Scaling Node.js apps on Kubernetes
June 2022
This is part 3 of 4 of the Kubernetes for developers minicourse series. More
TL;DR: In this chapter, you'll learn how to scale your Node.js application with Kubernetes by making it stateless.
Kubernetes is all about making your applications robust when traffic is high.
But, how do you actually do that?
Scaling.
If your application is popular and you receive more traffic than usual, you might need to increment the number of instances running to cope with the load.
And if the sudden increase in traffic vanishes after a few days, you might want to save resources in your infrastructure and decrease the unused instances.

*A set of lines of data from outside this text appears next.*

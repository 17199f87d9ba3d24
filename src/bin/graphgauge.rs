//! Graphgauge CLI: score and rank knowledge-graph extraction experiments.
//!
//! Usage:
//!   graphgauge [CORPUS_ROOT] [--protagonist ID] [--json] [--verbose]

use clap::Parser;
use graphgauge::loader::{ExperimentLoader, GraphmlConverter, DEFAULT_PROTAGONIST_ID};
use graphgauge::report;
use graphgauge::scoring::CorpusEvaluator;
use std::path::PathBuf;
use std::sync::Arc;

#[derive(Parser)]
#[command(
    name = "graphgauge",
    version,
    about = "Score and rank knowledge-graph extraction experiments"
)]
struct Cli {
    /// Corpus root containing one directory per experiment
    #[arg(default_value = "./tobe")]
    corpus_root: PathBuf,

    /// Protagonist entity id used when an experiment does not configure one
    #[arg(long, default_value = DEFAULT_PROTAGONIST_ID)]
    protagonist: String,

    /// Emit results as JSON instead of the text report
    #[arg(long)]
    json: bool,

    /// Enable debug logging
    #[arg(short, long)]
    verbose: bool,
}

#[tokio::main]
async fn main() {
    let cli = Cli::parse();

    let level = if cli.verbose {
        tracing::Level::DEBUG
    } else {
        tracing::Level::WARN
    };
    tracing_subscriber::fmt()
        .with_max_level(level)
        .with_writer(std::io::stderr)
        .init();

    let loader = ExperimentLoader::new(Arc::new(GraphmlConverter::new()))
        .with_default_protagonist(&cli.protagonist);
    let evaluator = CorpusEvaluator::new(loader);

    let mut results = match evaluator.evaluate(&cli.corpus_root).await {
        Ok(results) => results,
        Err(err) => {
            eprintln!("Error: {}", err);
            std::process::exit(1);
        }
    };

    report::rank(&mut results);

    if cli.json {
        match serde_json::to_string_pretty(&results) {
            Ok(json) => println!("{}", json),
            Err(err) => {
                eprintln!("Error: {}", err);
                std::process::exit(1);
            }
        }
    } else {
        print!("{}", report::render(&results));
    }
}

Kubernetes is designed to help you scale up and down your applications so that you can handle different traffic patterns to your applications.
However, there's a gotcha.
Not all applications can be scaled out of the box.
If your application is holding any data in memory or on disk, you might not be able to scale it unless it's refactored to be stateless.
But don't worry, you will learn how to do it in this article.
The application which you'll learn to scale today is called Knote.
If you have been following along the tutorial series, you would have learnt to deploy this application in a cluster during the previous chapter.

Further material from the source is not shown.